# breeding idea what do you think?



## bobme (Feb 17, 2003)

I have three large open top pvc holding tanks. 17x12x4' all in feet not inches. I was going to use two of them for koi but one I was going to try breeding some thing fun. piraya or rhoms any one? just an idea any others would be great also. bobme


----------



## kfreeman (Feb 14, 2008)

Black rhoms? I'm no expert but from what I've researched online that will not be big enough.

Good project though I'm sure it will work out for you.


----------



## CLUSTER ONE (Aug 2, 2006)

You could try anythign in there but personally i woudl do caribe or piraya.
Rhoms could even work as well since its such a large tank but you couldnt keep that many. If you Kept mayby 10 max it coudl work since they wouldnt encounter eachother constantly and there is plent of space for territory.

You could even try some pygos with a mayby 3-4 rhoms. Would be more risky but its up to you.
I know you have a decent ammount of experience so im not goint to really say dont try serras but just know the risks, However if you were a noob and had a 50gal you wanted to use i would deffinitly say no.

Also were do you find such a large container?

Any pics?


----------



## rickstsi (Apr 6, 2007)

I 2nd the caribe and piraya $$$$


----------



## n0bie (Feb 15, 2004)

Piraya!


----------



## Kyle2154 (May 12, 2006)

I would go with Caribe personally. You know it can be done where as with others it is very rare.
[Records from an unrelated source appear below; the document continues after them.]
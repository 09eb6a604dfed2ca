//! Query-string validation for listing endpoints.
//!
//! Raw parameters arrive as untrusted strings. Everything that reaches the
//! query composer has been mapped onto a closed enum or a bounded integer;
//! no caller-supplied text is ever used as SQL clause text.

use std::fmt;
use std::sync::LazyLock;

use regex::Regex;
use serde::Deserialize;
use thiserror::Error;

/// Page size used when `limit` is absent.
pub const DEFAULT_LIMIT: u32 = 10;

/// Page number used when `p` is absent.
pub const DEFAULT_PAGE: u32 = 1;

/// Largest row offset handed to a store. PostgreSQL OFFSET is a signed
/// 64-bit value.
pub const MAX_OFFSET: u64 = i64::MAX as u64;

/// Positive integer without sign or leading zeros.
#[allow(clippy::expect_used)]
static POSITIVE_INTEGER: LazyLock<Regex> =
    LazyLock::new(|| Regex::new(r"^[1-9][0-9]*$").expect("valid regex literal"));

/// A string made only of digits can never be a topic slug filter.
#[allow(clippy::expect_used)]
static ALL_DIGITS: LazyLock<Regex> =
    LazyLock::new(|| Regex::new(r"^[0-9]+$").expect("valid regex literal"));

/// Parameter that failed whitelist validation.
#[derive(Debug, Clone, Copy, PartialEq, Eq, Error)]
pub enum ParamError {
    #[error("sort_by is not a sortable column")]
    SortBy,

    #[error("order must be asc or desc")]
    Order,

    #[error("topic must not be numeric")]
    Topic,

    #[error("limit must be a positive integer")]
    Limit,

    #[error("page must be a positive integer")]
    Page,

    #[error("query string could not be decoded")]
    Undecodable,
}

/// Column an article listing may be sorted by.
#[derive(Debug, Clone, Copy, PartialEq, Eq, Default)]
pub enum SortColumn {
    #[default]
    CreatedAt,
    ArticleId,
    Author,
    Topic,
}

impl SortColumn {
    /// Parse an exact, case-sensitive column name.
    pub fn parse(raw: &str) -> Result<Self, ParamError> {
        match raw {
            "created_at" => Ok(Self::CreatedAt),
            "article_id" => Ok(Self::ArticleId),
            "author" => Ok(Self::Author),
            "topic" => Ok(Self::Topic),
            _ => Err(ParamError::SortBy),
        }
    }

    pub fn as_str(self) -> &'static str {
        match self {
            Self::CreatedAt => "created_at",
            Self::ArticleId => "article_id",
            Self::Author => "author",
            Self::Topic => "topic",
        }
    }
}

impl fmt::Display for SortColumn {
    fn fmt(&self, f: &mut fmt::Formatter<'_>) -> fmt::Result {
        f.write_str(self.as_str())
    }
}

/// Sort direction.
#[derive(Debug, Clone, Copy, PartialEq, Eq, Default)]
pub enum SortOrder {
    Asc,
    #[default]
    Desc,
}

impl SortOrder {
    /// Parse `asc`/`desc` in any letter case.
    pub fn parse(raw: &str) -> Result<Self, ParamError> {
        if raw.eq_ignore_ascii_case("asc") {
            Ok(Self::Asc)
        } else if raw.eq_ignore_ascii_case("desc") {
            Ok(Self::Desc)
        } else {
            Err(ParamError::Order)
        }
    }
}

/// Validated page window.
#[derive(Debug, Clone, Copy, PartialEq, Eq)]
pub struct Pagination {
    limit: u32,
    page: u32,
}

impl Default for Pagination {
    fn default() -> Self {
        Self {
            limit: DEFAULT_LIMIT,
            page: DEFAULT_PAGE,
        }
    }
}

impl Pagination {
    /// Build a page window from already-typed values.
    ///
    /// Both values must be at least 1.
    pub fn new(limit: u32, page: u32) -> Result<Self, ParamError> {
        if limit == 0 {
            return Err(ParamError::Limit);
        }
        if page == 0 {
            return Err(ParamError::Page);
        }
        Ok(Self { limit, page })
    }

    /// Validate raw `limit` and `p` values, applying defaults when absent.
    pub fn from_raw(limit: Option<&str>, page: Option<&str>) -> Result<Self, ParamError> {
        let limit = match limit {
            Some(raw) => parse_positive(raw).ok_or(ParamError::Limit)?,
            None => DEFAULT_LIMIT,
        };
        let page = match page {
            Some(raw) => parse_positive(raw).ok_or(ParamError::Page)?,
            None => DEFAULT_PAGE,
        };
        Ok(Self { limit, page })
    }

    pub fn limit(&self) -> u32 {
        self.limit
    }

    pub fn page(&self) -> u32 {
        self.page
    }

    /// Rows to skip: `(page - 1) * limit`, saturated at [`MAX_OFFSET`].
    pub fn offset(&self) -> u64 {
        (u64::from(self.page - 1) * u64::from(self.limit)).min(MAX_OFFSET)
    }
}

fn parse_positive(raw: &str) -> Option<u32> {
    if !POSITIVE_INTEGER.is_match(raw) {
        return None;
    }
    raw.parse().ok()
}

/// Raw query string of `GET /api/articles`.
#[derive(Debug, Clone, Default, Deserialize)]
pub struct RawArticleParams {
    pub sort_by: Option<String>,
    pub order: Option<String>,
    pub topic: Option<String>,
    pub limit: Option<String>,
    #[serde(alias = "page")]
    pub p: Option<String>,
}

/// Raw query string of paginated child listings.
#[derive(Debug, Clone, Default, Deserialize)]
pub struct RawPageParams {
    pub limit: Option<String>,
    #[serde(alias = "page")]
    pub p: Option<String>,
}

impl RawPageParams {
    pub fn validate(&self) -> Result<Pagination, ParamError> {
        Pagination::from_raw(self.limit.as_deref(), self.p.as_deref())
    }
}

/// Validated configuration for an article listing.
#[derive(Debug, Clone, PartialEq, Eq, Default)]
pub struct ArticleListParams {
    pub sort_by: SortColumn,
    pub order: SortOrder,

    /// Topic slug filter. An empty `topic=` is treated as no filter.
    pub topic: Option<String>,

    pub pagination: Pagination,
}

impl ArticleListParams {
    /// Validate every raw parameter. The first failing field rejects the
    /// whole listing.
    pub fn from_raw(raw: &RawArticleParams) -> Result<Self, ParamError> {
        let sort_by = match raw.sort_by.as_deref() {
            Some(value) => SortColumn::parse(value)?,
            None => SortColumn::default(),
        };

        let order = match raw.order.as_deref() {
            Some(value) => SortOrder::parse(value)?,
            None => SortOrder::default(),
        };

        let topic = match raw.topic.as_deref() {
            Some(value) if ALL_DIGITS.is_match(value) => return Err(ParamError::Topic),
            Some(value) if !value.is_empty() => Some(value.to_string()),
            _ => None,
        };

        let pagination = Pagination::from_raw(raw.limit.as_deref(), raw.p.as_deref())?;

        Ok(Self {
            sort_by,
            order,
            topic,
            pagination,
        })
    }
}
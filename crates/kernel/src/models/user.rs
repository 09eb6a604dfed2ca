//! User records.

use serde::{Deserialize, Serialize};

/// User record. The username is the primary key.
#[derive(Debug, Clone, PartialEq, Eq, Serialize, Deserialize, sqlx::FromRow)]
pub struct User {
    pub username: String,

    /// Display name.
    pub name: String,

    pub avatar_url: String,
}
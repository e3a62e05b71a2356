//! 存储句柄与临时目录管理模块
//!
//! # 设计思路
//!
//! - `StorageFile` / `StorageFolder`：拖入的文件系统条目的轻量引用，只保存路径与名称，
//!   属性（大小）按需异步读取；句柄失效时读取失败，由上层决定放弃该条目。
//! - `BitmapStream`：独占、可寻址的位图字节流。内部使用 `Bytes` 共享底层缓冲，
//!   `duplicate()` 得到位置归零的独立副本，从而"复制而非共享"流对象本身。
//! - 临时目录：位图拖出时落盘的应用私有区域，不存在时自动创建。
//!
//! # 实现思路
//!
//! - 属性读取使用 `tokio::fs::metadata`，不阻塞调用线程。
//! - `BitmapStream` 不实现 `Clone`，副本只能通过 `duplicate()` 显式获得。
//! - 所有可能失败的操作均返回 `Result`，不使用 `expect()` / `unwrap()`。

use std::ffi::OsStr;
use std::fs;
use std::io::{self, Cursor, Read, Seek, SeekFrom};
use std::path::{Path, PathBuf};

use bytes::Bytes;
use serde::Serialize;

use crate::error::{Result, ShelfError};

/// 文件基本属性
#[derive(Debug, Clone, Copy, PartialEq, Eq)]
pub struct BasicProperties {
    /// 字节大小
    pub size: u64,
}

/// 已拖入文件的引用
#[derive(Debug, Clone, PartialEq, Eq)]
pub struct StorageFile {
    path: PathBuf,
}

impl StorageFile {
    pub fn new(path: impl Into<PathBuf>) -> Self {
        Self { path: path.into() }
    }

    pub fn path(&self) -> &Path {
        &self.path
    }

    /// 文件名（含扩展名）
    pub fn name(&self) -> String {
        entry_name(&self.path)
    }

    /// 带点号的扩展名，如 `.png`；无扩展名时为空串
    pub fn file_type(&self) -> String {
        self.path
            .extension()
            .and_then(OsStr::to_str)
            .map(|ext| format!(".{}", ext))
            .unwrap_or_default()
    }

    /// 读取基本属性
    ///
    /// 文件已被删除或路径已不是普通文件时返回 `ShelfError::Storage`。
    pub async fn basic_properties(&self) -> Result<BasicProperties> {
        let metadata = tokio::fs::metadata(&self.path).await.map_err(|e| {
            ShelfError::Storage(format!("读取文件属性失败 '{}': {}", self.path.display(), e))
        })?;
        if !metadata.is_file() {
            return Err(ShelfError::Storage(format!(
                "'{}' 不是文件",
                self.path.display()
            )));
        }
        Ok(BasicProperties {
            size: metadata.len(),
        })
    }
}

/// 已拖入文件夹的引用
#[derive(Debug, Clone, PartialEq, Eq)]
pub struct StorageFolder {
    path: PathBuf,
}

impl StorageFolder {
    pub fn new(path: impl Into<PathBuf>) -> Self {
        Self { path: path.into() }
    }

    pub fn path(&self) -> &Path {
        &self.path
    }

    pub fn name(&self) -> String {
        entry_name(&self.path)
    }
}

/// 文件系统条目：文件或文件夹
#[derive(Debug, Clone, PartialEq, Eq)]
pub enum StorageEntry {
    File(StorageFile),
    Folder(StorageFolder),
}

impl StorageEntry {
    /// 根据磁盘上的实际类型构造条目
    pub async fn from_path(path: impl Into<PathBuf>) -> Result<Self> {
        let path = path.into();
        let metadata = tokio::fs::metadata(&path).await.map_err(|e| {
            ShelfError::Storage(format!("无法访问 '{}': {}", path.display(), e))
        })?;
        if metadata.is_dir() {
            Ok(Self::Folder(StorageFolder::new(path)))
        } else {
            Ok(Self::File(StorageFile::new(path)))
        }
    }

    pub fn path(&self) -> &Path {
        match self {
            Self::File(file) => file.path(),
            Self::Folder(folder) => folder.path(),
        }
    }
}

fn entry_name(path: &Path) -> String {
    path.file_name()
        .map(|name| name.to_string_lossy().to_string())
        .unwrap_or_else(|| path.to_string_lossy().to_string())
}

// ============================================================================
// BitmapStream
// ============================================================================

/// 独占的位图字节流
///
/// 新建或复制出的流都位于偏移 0。读取会推进本实例的位置，
/// 但不影响任何其他副本。
#[derive(Debug)]
pub struct BitmapStream {
    cursor: Cursor<Bytes>,
}

impl BitmapStream {
    pub fn new(bytes: impl Into<Bytes>) -> Self {
        Self {
            cursor: Cursor::new(bytes.into()),
        }
    }

    /// 复制出一个位置归零的独立流
    pub fn duplicate(&self) -> Self {
        Self::new(self.cursor.get_ref().clone())
    }

    /// 流总长度（字节）
    pub fn size(&self) -> u64 {
        self.cursor.get_ref().len() as u64
    }

    pub fn position(&self) -> u64 {
        self.cursor.position()
    }

    /// 读出从当前位置到末尾的全部字节
    pub fn read_remaining(&mut self) -> io::Result<Vec<u8>> {
        let mut buf = Vec::with_capacity(self.size().saturating_sub(self.position()) as usize);
        self.read_to_end(&mut buf)?;
        Ok(buf)
    }

    /// 转为 `tokio` 可异步读取的游标
    pub fn into_reader(self) -> Cursor<Bytes> {
        self.cursor
    }
}

impl Read for BitmapStream {
    fn read(&mut self, buf: &mut [u8]) -> io::Result<usize> {
        self.cursor.read(buf)
    }
}

impl Seek for BitmapStream {
    fn seek(&mut self, pos: SeekFrom) -> io::Result<u64> {
        self.cursor.seek(pos)
    }
}

// ============================================================================
// 临时目录
// ============================================================================

/// 临时目录信息（路径 + 占用大小 + 文件数）
#[derive(Debug, Clone, Serialize)]
pub struct TempStorageInfo {
    pub path: String,
    pub total_size: u64,
    pub file_count: u64,
}

/// 获取应用私有临时目录，不存在时自动创建
///
/// # 返回
/// - `Ok(PathBuf)` — 可用的临时目录
/// - `Err(ShelfError::Storage)` — 无法创建目录
pub async fn ensure_temp_dir(dir: &Path) -> Result<PathBuf> {
    tokio::fs::create_dir_all(dir).await.map_err(|e| {
        ShelfError::Storage(format!("创建临时目录 '{}' 失败: {}", dir.display(), e))
    })?;
    Ok(dir.to_path_buf())
}

/// 统计临时目录下的文件
pub fn temp_storage_info(dir: &Path) -> TempStorageInfo {
    let mut total_size: u64 = 0;
    let mut file_count: u64 = 0;

    if let Ok(entries) = fs::read_dir(dir) {
        for entry in entries.flatten() {
            if let Ok(metadata) = entry.metadata() {
                if metadata.is_file() {
                    total_size += metadata.len();
                    file_count += 1;
                }
            }
        }
    }

    TempStorageInfo {
        path: dir.to_string_lossy().to_string(),
        total_size,
        file_count,
    }
}
//! 窗口激活状态机
//!
//! # 设计思路
//!
//! 两个状态：`Active` / `Inactive`。配置了焦点保持的窗口在进入 `Inactive` 时
//! 立即同步请求重新激活，表现为普通的焦点切换无法让它失活。
//!
//! # 实现思路
//!
//! - 每次失活事件至多一次重新激活尝试，尝试失败不重试。
//! - 尝试期间平台可能同步再次投递失活事件（例如窗口销毁中否决激活），
//!   `reactivating` 标志让这类重入事件只记录状态，不再发起新的尝试，
//!   从而不会形成无限递归。
//! - 窗口进入关闭流程后不再重新激活。
//! - 外观策略在构造时应用一次。

use std::sync::Arc;
use std::sync::atomic::{AtomicBool, Ordering};

use super::{WindowChrome, WindowHost, WindowRole};
use crate::error::Result;
use crate::settings::ShelfSettings;

/// 平台激活事件
#[derive(Debug, Clone, Copy, PartialEq, Eq)]
pub enum ActivationState {
    Activated,
    Deactivated,
}

/// 窗口激活状态
#[derive(Debug, Clone, Copy, PartialEq, Eq)]
pub enum PresenceState {
    Active,
    Inactive,
}

/// 激活状态机
pub struct PresenceController {
    host: Arc<dyn WindowHost>,
    role: WindowRole,
    retain_focus: bool,
    active: AtomicBool,
    reactivating: AtomicBool,
    closing: AtomicBool,
}

impl PresenceController {
    /// 创建状态机并应用外观策略
    pub fn new(host: Arc<dyn WindowHost>, role: WindowRole, settings: &ShelfSettings) -> Result<Self> {
        let chrome = WindowChrome::for_role(role, settings);
        host.apply_chrome(&chrome)?;

        let retain_focus = match role {
            WindowRole::Primary => settings.primary_window.retain_focus,
            WindowRole::Expanded => settings.expanded_window.retain_focus,
        };
        log::debug!("🪟 {:?} 窗口外观已应用，焦点保持: {}", role, retain_focus);

        Ok(Self {
            host,
            role,
            retain_focus,
            active: AtomicBool::new(false),
            reactivating: AtomicBool::new(false),
            closing: AtomicBool::new(false),
        })
    }

    pub fn role(&self) -> WindowRole {
        self.role
    }

    pub fn state(&self) -> PresenceState {
        if self.active.load(Ordering::Acquire) {
            PresenceState::Active
        } else {
            PresenceState::Inactive
        }
    }

    /// 首次显示窗口时请求激活
    pub fn open(&self) -> PresenceState {
        if self.host.activate() {
            self.active.store(true, Ordering::Release);
        }
        self.state()
    }

    /// 进入关闭流程，此后失活不再重新激活
    pub fn begin_close(&self) {
        self.closing.store(true, Ordering::Release);
    }

    /// 处理平台激活事件，返回处理后的状态
    pub fn on_activation_changed(&self, event: ActivationState) -> PresenceState {
        match event {
            ActivationState::Activated => {
                self.active.store(true, Ordering::Release);
            }
            ActivationState::Deactivated => {
                self.active.store(false, Ordering::Release);
                self.try_reactivate();
            }
        }
        self.state()
    }

    fn try_reactivate(&self) {
        if !self.retain_focus || self.closing.load(Ordering::Acquire) {
            return;
        }
        // 尝试期间的重入失活事件不再发起新的尝试
        if self.reactivating.swap(true, Ordering::AcqRel) {
            return;
        }

        let granted = self.host.activate();
        if granted {
            self.active.store(true, Ordering::Release);
        } else {
            log::debug!("{:?} 窗口重新激活被平台拒绝，保持失活", self.role);
        }

        self.reactivating.store(false, Ordering::Release);
    }
}

#[cfg(test)]
mod tests {
    use super::*;
    use std::sync::atomic::AtomicUsize;
    use std::sync::{Mutex, Weak};

    /// 可配置是否接受激活的假宿主
    #[derive(Default)]
    struct FakeHost {
        grant: AtomicBool,
        activations: AtomicUsize,
        chrome: Mutex<Vec<WindowChrome>>,
        /// 激活时同步回投失活事件
        veto_with_event: Mutex<Option<Weak<PresenceController>>>,
    }

    impl WindowHost for FakeHost {
        fn apply_chrome(&self, chrome: &WindowChrome) -> Result<()> {
            self.chrome.lock().unwrap().push(chrome.clone());
            Ok(())
        }

        fn activate(&self) -> bool {
            self.activations.fetch_add(1, Ordering::SeqCst);
            let controller = self.veto_with_event.lock().unwrap().clone();
            if let Some(controller) = controller.and_then(|weak| weak.upgrade()) {
                controller.on_activation_changed(ActivationState::Deactivated);
            }
            self.grant.load(Ordering::SeqCst)
        }
    }

    fn expanded(host: &Arc<FakeHost>) -> PresenceController {
        PresenceController::new(host.clone(), WindowRole::Expanded, &ShelfSettings::default())
            .expect("controller")
    }

    #[test]
    fn chrome_applied_once_at_construction() {
        let host = Arc::new(FakeHost::default());
        let controller = expanded(&host);
        controller.on_activation_changed(ActivationState::Deactivated);
        controller.on_activation_changed(ActivationState::Activated);
        assert_eq!(host.chrome.lock().unwrap().len(), 1);
    }

    #[test]
    fn deactivation_is_undone_immediately() {
        let host = Arc::new(FakeHost::default());
        host.grant.store(true, Ordering::SeqCst);
        let controller = expanded(&host);
        assert_eq!(controller.open(), PresenceState::Active);

        let state = controller.on_activation_changed(ActivationState::Deactivated);
        assert_eq!(state, PresenceState::Active);
        assert_eq!(host.activations.load(Ordering::SeqCst), 2);
    }

    #[test]
    fn vetoed_activation_is_not_retried() {
        let host = Arc::new(FakeHost::default());
        let controller = expanded(&host);

        let state = controller.on_activation_changed(ActivationState::Deactivated);
        assert_eq!(state, PresenceState::Inactive);
        assert_eq!(host.activations.load(Ordering::SeqCst), 1);
    }

    #[test]
    fn reentrant_deactivation_does_not_loop() {
        let host = Arc::new(FakeHost::default());
        let controller = Arc::new(expanded(&host));
        *host.veto_with_event.lock().unwrap() = Some(Arc::downgrade(&controller));

        let state = controller.on_activation_changed(ActivationState::Deactivated);
        assert_eq!(state, PresenceState::Inactive);
        assert_eq!(host.activations.load(Ordering::SeqCst), 1);

        // 下一次失活事件仍有一次新的尝试机会
        controller.on_activation_changed(ActivationState::Deactivated);
        assert_eq!(host.activations.load(Ordering::SeqCst), 2);
    }

    #[test]
    fn primary_window_does_not_retain_focus() {
        let host = Arc::new(FakeHost::default());
        host.grant.store(true, Ordering::SeqCst);
        let controller =
            PresenceController::new(host.clone(), WindowRole::Primary, &ShelfSettings::default())
                .expect("controller");

        let state = controller.on_activation_changed(ActivationState::Deactivated);
        assert_eq!(state, PresenceState::Inactive);
        assert_eq!(host.activations.load(Ordering::SeqCst), 0);
    }

    #[test]
    fn closing_window_stays_inactive() {
        let host = Arc::new(FakeHost::default());
        host.grant.store(true, Ordering::SeqCst);
        let controller = expanded(&host);
        controller.begin_close();

        let state = controller.on_activation_changed(ActivationState::Deactivated);
        assert_eq!(state, PresenceState::Inactive);
        assert_eq!(host.activations.load(Ordering::SeqCst), 0);
    }
}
I still don't think Piraya's have ever been on record as being bred in captivity.

Caribe would still be an exceptional challenge with vast, mainly money, rewards.

I too would like to know where you got the tanks.


----------



## Corner (Feb 27, 2007)

Kyle2154 said:


> I too would like to know where you got the tanks.


And where you are going to put them.

Definitely anything that you chose to try would be really awesome!


----------